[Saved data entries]

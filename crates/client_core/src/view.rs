use std::sync::{Arc, Mutex, PoisonError};

use chrono::Utc;
use shared::{
    domain::{ItemId, ListId, SessionId, UserId},
    protocol::{ItemSnapshot, ItemUpdate, ItemsFilter, ListEvent, ListEventKind, NewItem, PresenceUser},
};
use tokio::task::JoinHandle;
use tracing::info;

use crate::{
    api_client::ListApiClient,
    cache::{ItemCache, ItemPatch},
    dispatcher::{EventDispatcher, Subscription},
    error::ClientError,
    filter::visible_items,
    reconcile::{spawn_refetch_worker, ItemFetcher, OptimisticPatch, Reconciler},
    subscriber::ListEventSubscriber,
    view_state::ListViewState,
};

#[derive(Debug, Clone)]
pub struct ListViewConfig {
    pub server_url: String,
    pub list_id: ListId,
    pub session_id: SessionId,
    pub current_user: UserId,
}

/// A list open on screen: one socket, one dispatcher, one view state.
pub struct ListView {
    list_id: ListId,
    api: Arc<ListApiClient>,
    reconciler: Arc<Reconciler>,
    subscriptions: Vec<Subscription>,
    presence: Arc<Mutex<Vec<PresenceUser>>>,
    state: ListViewState,
    subscriber: ListEventSubscriber,
    refetch_worker: JoinHandle<()>,
}

impl ListView {
    pub async fn mount(config: ListViewConfig, api: Arc<ListApiClient>) -> Result<Self, ClientError> {
        let list_id = config.list_id.clone();
        let cache = Arc::new(ItemCache::new());
        let (reconciler, queue) = Reconciler::new(Arc::clone(&cache));
        let dispatcher = EventDispatcher::new();

        let mut subscriptions = reconciler.install(&dispatcher, &list_id);
        let presence = Arc::new(Mutex::new(Vec::new()));
        subscriptions.push(register_presence(
            &dispatcher,
            Arc::clone(&presence),
            config.current_user.clone(),
        ));

        let fetcher: Arc<dyn ItemFetcher> = api.clone();
        let refetch_worker = spawn_refetch_worker(cache, fetcher, queue);
        reconciler.schedule_refetch(&list_id);

        let subscriber = match ListEventSubscriber::connect(
            &config.server_url,
            &list_id,
            &config.session_id,
            dispatcher,
        )
        .await
        {
            Ok(subscriber) => subscriber,
            Err(err) => {
                refetch_worker.abort();
                return Err(err);
            }
        };
        info!(%list_id, "list view mounted");

        Ok(Self {
            state: ListViewState::new(list_id.clone()),
            list_id,
            api,
            reconciler,
            subscriptions,
            presence,
            subscriber,
            refetch_worker,
        })
    }

    pub fn list_id(&self) -> &ListId {
        &self.list_id
    }

    pub fn state(&self) -> &ListViewState {
        &self.state
    }

    pub fn state_mut(&mut self) -> &mut ListViewState {
        &mut self.state
    }

    /// Cached items in server order; empty until the first fetch lands.
    pub fn items(&self) -> Vec<ItemSnapshot> {
        self.reconciler
            .cache()
            .get(&self.list_id)
            .unwrap_or_default()
    }

    pub fn visible_items(&self, filter: &ItemsFilter) -> Vec<ItemSnapshot> {
        visible_items(&self.items(), filter, &self.state)
    }

    /// Other users currently viewing the list.
    pub fn connected_users(&self) -> Vec<PresenceUser> {
        self.presence
            .lock()
            .unwrap_or_else(PoisonError::into_inner)
            .clone()
    }

    pub fn is_connected(&self) -> bool {
        !self.subscriber.is_closed()
    }

    pub async fn create_item(&self, item: NewItem) -> Result<ItemSnapshot, ClientError> {
        let provisional = provisional_snapshot(&item);
        let mutation = self.api.create_item(&self.list_id, &item);
        self.reconciler
            .run_optimistic(&self.list_id, OptimisticPatch::Prepend(provisional), mutation)
            .await
    }

    pub async fn update_item(
        &self,
        item_id: &ItemId,
        update: ItemUpdate,
    ) -> Result<ItemSnapshot, ClientError> {
        let patch = OptimisticPatch::Merge {
            item_id: item_id.clone(),
            patch: ItemPatch::from(&update),
        };
        let mutation = self.api.update_item(&self.list_id, item_id, &update);
        self.reconciler
            .run_optimistic(&self.list_id, patch, mutation)
            .await
    }

    pub async fn mark_watched(&self, item_id: &ItemId) -> Result<ItemSnapshot, ClientError> {
        let patch = OptimisticPatch::Merge {
            item_id: item_id.clone(),
            patch: ItemPatch::watched_at(Some(Utc::now())),
        };
        let mutation = self.api.mark_watched(&self.list_id, item_id);
        self.reconciler
            .run_optimistic(&self.list_id, patch, mutation)
            .await
    }

    pub async fn mark_unwatched(&self, item_id: &ItemId) -> Result<ItemSnapshot, ClientError> {
        let patch = OptimisticPatch::Merge {
            item_id: item_id.clone(),
            patch: ItemPatch::watched_at(None),
        };
        let mutation = self.api.mark_unwatched(&self.list_id, item_id);
        self.reconciler
            .run_optimistic(&self.list_id, patch, mutation)
            .await
    }

    pub async fn remove_item(&self, item_id: &ItemId) -> Result<(), ClientError> {
        let patch = OptimisticPatch::Remove(item_id.clone());
        let mutation = self.api.remove_item(&self.list_id, item_id);
        self.reconciler
            .run_optimistic(&self.list_id, patch, mutation)
            .await
    }

    /// Closes the socket, unregisters every handler and stops the refetch
    /// worker. The view state goes with it.
    pub async fn unmount(self) {
        let Self {
            list_id,
            subscriptions,
            subscriber,
            refetch_worker,
            ..
        } = self;
        subscriber.close().await;
        drop(subscriptions);
        refetch_worker.abort();
        info!(%list_id, "list view unmounted");
    }
}

fn register_presence(
    dispatcher: &Arc<EventDispatcher>,
    presence: Arc<Mutex<Vec<PresenceUser>>>,
    current_user: UserId,
) -> Subscription {
    dispatcher.register(ListEventKind::UsersUpdated, move |event| {
        if let ListEvent::UsersUpdated { users } = event {
            let others = users
                .iter()
                .filter(|user| user.id != current_user)
                .cloned()
                .collect();
            *presence.lock().unwrap_or_else(PoisonError::into_inner) = others;
        }
    })
}

/// Stand-in shown until the server's copy arrives with the next refetch.
fn provisional_snapshot(item: &NewItem) -> ItemSnapshot {
    ItemSnapshot {
        id: ItemId::generate(),
        kind: item.kind,
        external_id: item.external_id,
        title: item.title.clone(),
        overview: item.overview.clone(),
        duration: item.duration,
        episode_count: item.episode_count,
        rating: item.rating,
        release_date: item.release_date,
        poster_url: item.poster_url.clone(),
        watched_at: None,
        priority: item.priority,
        created_at: Utc::now(),
    }
}

#[cfg(test)]
#[path = "tests/view_tests.rs"]
mod tests;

◆ WHAT THIS TASK INVOLVES
State how many lines of the records above contain "until", with no words besides the number.

◆ SOLUTION TO THE EXERCISE
2